**How to complete this task:** How do the lines below between the ones holding "the built-in ones" and "let engine_cancel = cancel.child_token();", inclusive, read? Give them again exactly, with no other lines.

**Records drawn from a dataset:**

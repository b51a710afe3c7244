use std::fmt;

use serde::{Deserialize, Serialize};

/// Which side of the balance a component sits on.
#[derive(Debug, Clone, Copy, PartialEq, Eq, Hash, Serialize, Deserialize)]
#[serde(rename_all = "lowercase")]
pub enum ComponentKind {
    /// Producer.
    Pv,
    /// Consumer.
    Charger,
}

impl ComponentKind {
    /// Sign of this kind's contribution to sensor flow (consumption positive).
    pub fn flow_sign(self) -> f64 {
        match self {
            Self::Charger => 1.0,
            Self::Pv => -1.0,
        }
    }
}

impl fmt::Display for ComponentKind {
    fn fmt(&self, f: &mut fmt::Formatter<'_>) -> fmt::Result {
        match self {
            Self::Pv => write!(f, "pv"),
            Self::Charger => write!(f, "charger"),
        }
    }
}

/// A PV or charger leaf with the power it asks for and the power it was
/// granted for the current round.
#[derive(Debug, Clone, PartialEq)]
pub struct Component {
    pub id: String,
    /// Requested power, never negative.
    pub demand: f64,
    /// Granted power, kept within `0..=demand`.
    pub set_point: f64,
}

impl Component {
    /// Creates a component with zero setpoint.
    ///
    /// # Panics
    ///
    /// Panics if `demand` is negative or NaN.
    pub fn new(id: impl Into<String>, demand: f64) -> Self {
        assert!(demand >= 0.0, "component demand must be non-negative");
        Self {
            id: id.into(),
            demand,
            set_point: 0.0,
        }
    }

    /// Demand not yet covered by the setpoint.
    pub fn remaining(&self) -> f64 {
        (self.demand - self.set_point).max(0.0)
    }
}
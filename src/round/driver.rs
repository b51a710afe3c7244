//! Periodic rounds driven through the supervisor engine.
//!
//! The driver only feeds uncontrollable events into the engine. Everything
//! with a side effect (fetching demands, calculating, publishing) runs as a
//! callback of a controllable event, so the automata decide what may happen
//! when.

use std::collections::{BTreeMap, HashMap};
use std::sync::{Arc, Mutex, MutexGuard};
use std::time::Duration;

use tokio::sync::mpsc;
use tokio::task::JoinHandle;
use tokio::time;
use tokio_util::sync::CancellationToken;
use tracing::{debug, info, warn};

use super::automata;
use super::logic::{self, AllocationLogic};
use super::messages::{FlowProposalsMessage, SensorLimitsMessage, SetPoint, SetPointsMessage};
use super::ticker::Ticker;
use crate::config::ControllerConfig;
use crate::error::{Error, Result};
use crate::flow::{ComponentSetPoint, FlowProposal, Topology};
use crate::sct::{Callback, Callbacks, EventSender, Model, SupervisorEngine, TieBreak};

pub const NEW_ROUND: &str = "newRound";
pub const GET_DATA: &str = "getData";
pub const DATA_RECEIVED: &str = "dataReceived";
pub const SEND_SET_POINTS: &str = "sendSetPoints";
pub const SENSOR_LIMITS_RECEIVED: &str = "sensorLimitsReceived";
pub const FLOW_PROPOSAL_REQUEST: &str = "flowProposalRequest";
pub const CALCULATE_FLOW_PROPOSAL: &str = "calculateFlowProposal";
pub const SEND_FLOW_PROPOSAL: &str = "sendFlowProposal";

/// Where a round gets component demands from.
pub trait DemandSource: Send + Sync {
    /// Current demand per component id. Unknown ids are ignored.
    fn demands(&self, round: u64) -> HashMap<String, f64>;
}

impl DemandSource for ControllerConfig {
    fn demands(&self, round: u64) -> HashMap<String, f64> {
        self.demands_for_round(round as usize)
    }
}

/// Where a round publishes its results.
pub trait SetPointSink: Send + Sync {
    /// `rows` are the topology rows the message was built from, demands
    /// included.
    fn send_set_points(&self, message: SetPointsMessage, rows: Vec<ComponentSetPoint>);
    fn send_flow_proposals(&self, message: FlowProposalsMessage);
}

/// A message published by the driver.
#[derive(Debug, Clone, PartialEq)]
pub enum Outbound {
    SetPoints(SetPointsMessage, Vec<ComponentSetPoint>),
    FlowProposals(FlowProposalsMessage),
}

impl SetPointSink for mpsc::UnboundedSender<Outbound> {
    fn send_set_points(&self, message: SetPointsMessage, rows: Vec<ComponentSetPoint>) {
        if self.send(Outbound::SetPoints(message, rows)).is_err() {
            warn!("setpoint receiver dropped");
        }
    }

    fn send_flow_proposals(&self, message: FlowProposalsMessage) {
        if self.send(Outbound::FlowProposals(message)).is_err() {
            warn!("flow proposal receiver dropped");
        }
    }
}

/// Demand input and result output of a driver.
pub struct RoundIo {
    pub demands: Arc<dyn DemandSource>,
    pub sink: Arc<dyn SetPointSink>,
}

#[derive(Debug, Clone, Copy)]
pub struct RoundTiming {
    /// Time between two `newRound` events. Must be non-zero.
    pub period: Duration,
    /// Delay between requesting and reading demands.
    pub wait_time_for_inputs: Duration,
}

impl RoundTiming {
    pub fn from_config(config: &ControllerConfig) -> Self {
        Self {
            period: config.period(),
            wait_time_for_inputs: config.wait_time_for_inputs(),
        }
    }
}

struct RoundState {
    topology: Topology,
    round: u64,
    proposals: Option<BTreeMap<String, FlowProposal>>,
}

type SharedState = Arc<Mutex<RoundState>>;

fn lock(state: &SharedState) -> MutexGuard<'_, RoundState> {
    state.lock().expect("round state poisoned")
}

/// Cloneable access to a driver's round state and event queue.
#[derive(Clone)]
pub struct RoundHandle {
    events: EventSender,
    state: SharedState,
}

impl RoundHandle {
    /// Applies a limit update and reports it to the supervisors.
    ///
    /// Sensors missing from the message are closed, as are sensors given
    /// a negative or NaN limit.
    ///
    /// # Errors
    ///
    /// Returns [`Error::QueueClosed`] once the driver has shut down.
    pub async fn sensor_limits_received(&self, message: &SensorLimitsMessage) -> Result<()> {
        let limits = &message.sensor_limits;
        let rejected = lock(&self.state).topology.apply_sensor_limits(limits);
        if !rejected.is_empty() {
            warn!(?rejected, "limits for unknown sensors or invalid values ignored");
        }
        info!(sensors = limits.len(), "sensor limits received");
        self.events.add_event(SENSOR_LIMITS_RECEIVED).await
    }

    /// Asks for unconstrained flow proposals to be calculated and sent.
    ///
    /// # Errors
    ///
    /// Returns [`Error::QueueClosed`] once the driver has shut down.
    pub async fn request_flow_proposal(&self) -> Result<()> {
        self.events.add_event(FLOW_PROPOSAL_REQUEST).await
    }

    /// Number of rounds whose setpoints were sent.
    pub fn round(&self) -> u64 {
        lock(&self.state).round
    }

    /// Setpoints of the last calculation.
    pub fn set_points(&self) -> Vec<ComponentSetPoint> {
        lock(&self.state).topology.set_points()
    }

    /// Runs `f` on the topology, e.g. to apply a topology update between
    /// rounds.
    pub fn with_topology<R>(&self, f: impl FnOnce(&mut Topology) -> R) -> R {
        f(&mut lock(&self.state).topology)
    }
}

/// Owns the supervisor engine and turns leadership into periodic rounds.
pub struct RoundDriver<T: TieBreak> {
    engine: SupervisorEngine<T>,
    handle: RoundHandle,
    period: Duration,
}

impl<T: TieBreak + 'static> RoundDriver<T> {
    /// Wires the round callbacks into an engine built from `models`.
    ///
    /// # Errors
    ///
    /// Fails if the models do not compile or declare a controllable event
    /// the driver has no callback for.
    pub fn new(
        models: &[Model],
        topology: Topology,
        logic: Box<dyn AllocationLogic>,
        io: RoundIo,
        timing: RoundTiming,
        tie_break: T,
    ) -> Result<Self> {
        let state = Arc::new(Mutex::new(RoundState {
            topology,
            round: 0,
            proposals: None,
        }));
        let callback_state = Arc::clone(&state);
        let engine = SupervisorEngine::with_callback_factory(models, tie_break, |events| {
            callbacks(events, callback_state, logic, io, timing.wait_time_for_inputs)
        })?;
        let handle = RoundHandle {
            events: engine.sender(),
            state,
        };
        Ok(Self {
            engine,
            handle,
            period: timing.period,
        })
    }

    /// Builds a driver for a validated configuration.
    ///
    /// Uses the automata listed in the configuration, or the built-in ones
    /// for the configured algorithm.
    ///
    /// # Errors
    ///
    /// Fails on an unknown algorithm, unreadable automata, or any error of
    /// [`RoundDriver::new`].
    pub fn from_config(config: &ControllerConfig, io: RoundIo, tie_break: T) -> Result<Self> {
        let logic = logic::from_name(&config.controller.algorithm)
            .ok_or_else(|| Error::UnknownAlgorithm(config.controller.algorithm.clone()))?;
        let models = if config.automata.paths.is_empty() {
            automata::builtin(logic.round_sequence())?
        } else {
            automata::load(&config.automata.paths)?
        };
        Self::new(
            &models,
            Topology::from_config(config),
            logic,
            io,
            RoundTiming::from_config(config),
            tie_break,
        )
    }

    pub fn handle(&self) -> RoundHandle {
        self.handle.clone()
    }

    /// Runs rounds while `leadership` last reported `true`.
    ///
    /// Returns when `cancel` fires or the leadership channel closes. The
    /// supervisor engine is stopped on return.
    pub async fn run(self, mut leadership: mpsc::Receiver<bool>, cancel: CancellationToken) {
        let Self {
            engine,
            handle,
            period,
        } = self;
        let engine_cancel = cancel.child_token();
        let engine_task = engine.start(engine_cancel.clone());
        let mut ticker: Option<Ticker> = None;

        loop {
            tokio::select! {
                biased;
                () = cancel.cancelled() => {
                    info!("round driver cancelled");
                    break;
                }
                leader = leadership.recv() => match leader {
                    Some(true) if ticker.is_none() => {
                        info!("gained leadership, starting rounds");
                        let events = handle.events.clone();
                        ticker = Some(Ticker::start(period, move || {
                            request_round(&events);
                        }));
                    }
                    Some(true) => debug!("already leading"),
                    Some(false) => {
                        if let Some(t) = ticker.take() {
                            info!("lost leadership, stopping rounds");
                            t.shutdown().await;
                        }
                    }
                    None => {
                        info!("leadership channel closed");
                        break;
                    }
                },
            }
        }

        if let Some(t) = ticker.take() {
            t.shutdown().await;
        }
        engine_cancel.cancel();
        if let Err(err) = engine_task.await {
            warn!(%err, "supervisor engine task failed");
        }
    }

    /// Spawns [`RoundDriver::run`].
    pub fn start(self, leadership: mpsc::Receiver<bool>, cancel: CancellationToken) -> JoinHandle<()> {
        tokio::spawn(self.run(leadership, cancel))
    }
}

/// Queues a `newRound`, waiting in the background while the queue is full.
fn request_round(events: &EventSender) -> JoinHandle<()> {
    let events = events.clone();
    tokio::spawn(async move {
        if let Err(err) = events.add_event(NEW_ROUND).await {
            warn!(%err, "could not start round");
        }
    })
}

fn callbacks(
    events: EventSender,
    state: SharedState,
    mut logic: Box<dyn AllocationLogic>,
    io: RoundIo,
    wait_time: Duration,
) -> Callbacks {
    let mut callbacks = Callbacks::new();

    let (get_state, demands) = (Arc::clone(&state), Arc::clone(&io.demands));
    let get_data: Callback = Box::new(move || {
        let (state, demands, events) = (Arc::clone(&get_state), Arc::clone(&demands), events.clone());
        tokio::spawn(async move {
            time::sleep(wait_time).await;
            let round = lock(&state).round;
            let values = demands.demands(round);
            {
                let mut guard = lock(&state);
                for (id, demand) in &values {
                    if !guard.topology.set_demand(id, *demand) {
                        debug!(component = %id, "demand for unknown component ignored");
                    }
                }
            }
            debug!(round, components = values.len(), "demands received");
            if let Err(err) = events.add_event(DATA_RECEIVED).await {
                warn!(%err, "could not report received data");
            }
        });
    });
    callbacks.insert(GET_DATA.to_string(), get_data);

    let calc_state = Arc::clone(&state);
    let event = logic.event_name();
    let calculate: Callback = Box::new(move || {
        let mut guard = lock(&calc_state);
        logic.allocate(&mut guard.topology);
        debug!(round = guard.round, "setpoints calculated");
    });
    callbacks.insert(event.to_string(), calculate);

    let (send_state, sink) = (Arc::clone(&state), Arc::clone(&io.sink));
    let send: Callback = Box::new(move || {
        let (message, rows) = {
            let mut guard = lock(&send_state);
            let rows = guard.topology.set_points();
            let message = SetPointsMessage {
                round: guard.round,
                set_points: rows.iter().map(SetPoint::from).collect(),
            };
            guard.round += 1;
            (message, rows)
        };
        info!(round = message.round, set_points = message.set_points.len(), "sending setpoints");
        sink.send_set_points(message, rows);
    });
    callbacks.insert(SEND_SET_POINTS.to_string(), send);

    let proposal_state = Arc::clone(&state);
    let calculate_proposal: Callback = Box::new(move || {
        let mut guard = lock(&proposal_state);
        let proposals = guard.topology.flow_proposals();
        debug!(sensors = proposals.len(), "flow proposals calculated");
        guard.proposals = Some(proposals);
    });
    callbacks.insert(CALCULATE_FLOW_PROPOSAL.to_string(), calculate_proposal);

    let sink = Arc::clone(&io.sink);
    let send_proposal: Callback = Box::new(move || {
        let Some(proposals) = lock(&state).proposals.take() else {
            warn!("no flow proposal to send");
            return;
        };
        info!(sensors = proposals.len(), "sending flow proposals");
        sink.send_flow_proposals(FlowProposalsMessage { proposals });
    });
    callbacks.insert(SEND_FLOW_PROPOSAL.to_string(), send_proposal);

    callbacks
}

**Reply:**
    /// Uses the automata listed in the configuration, or the built-in ones
    /// for the configured algorithm.
    ///
    /// # Errors
    ///
    /// Fails on an unknown algorithm, unreadable automata, or any error of
    /// [`RoundDriver::new`].
    pub fn from_config(config: &ControllerConfig, io: RoundIo, tie_break: T) -> Result<Self> {
        let logic = logic::from_name(&config.controller.algorithm)
            .ok_or_else(|| Error::UnknownAlgorithm(config.controller.algorithm.clone()))?;
        let models = if config.automata.paths.is_empty() {
            automata::builtin(logic.round_sequence())?
        } else {
            automata::load(&config.automata.paths)?
        };
        Self::new(
            &models,
            Topology::from_config(config),
            logic,
            io,
            RoundTiming::from_config(config),
            tie_break,
        )
    }

    pub fn handle(&self) -> RoundHandle {
        self.handle.clone()
    }

    /// Runs rounds while `leadership` last reported `true`.
    ///
    /// Returns when `cancel` fires or the leadership channel closes. The
    /// supervisor engine is stopped on return.
    pub async fn run(self, mut leadership: mpsc::Receiver<bool>, cancel: CancellationToken) {
        let Self {
            engine,
            handle,
            period,
        } = self;
        let engine_cancel = cancel.child_token();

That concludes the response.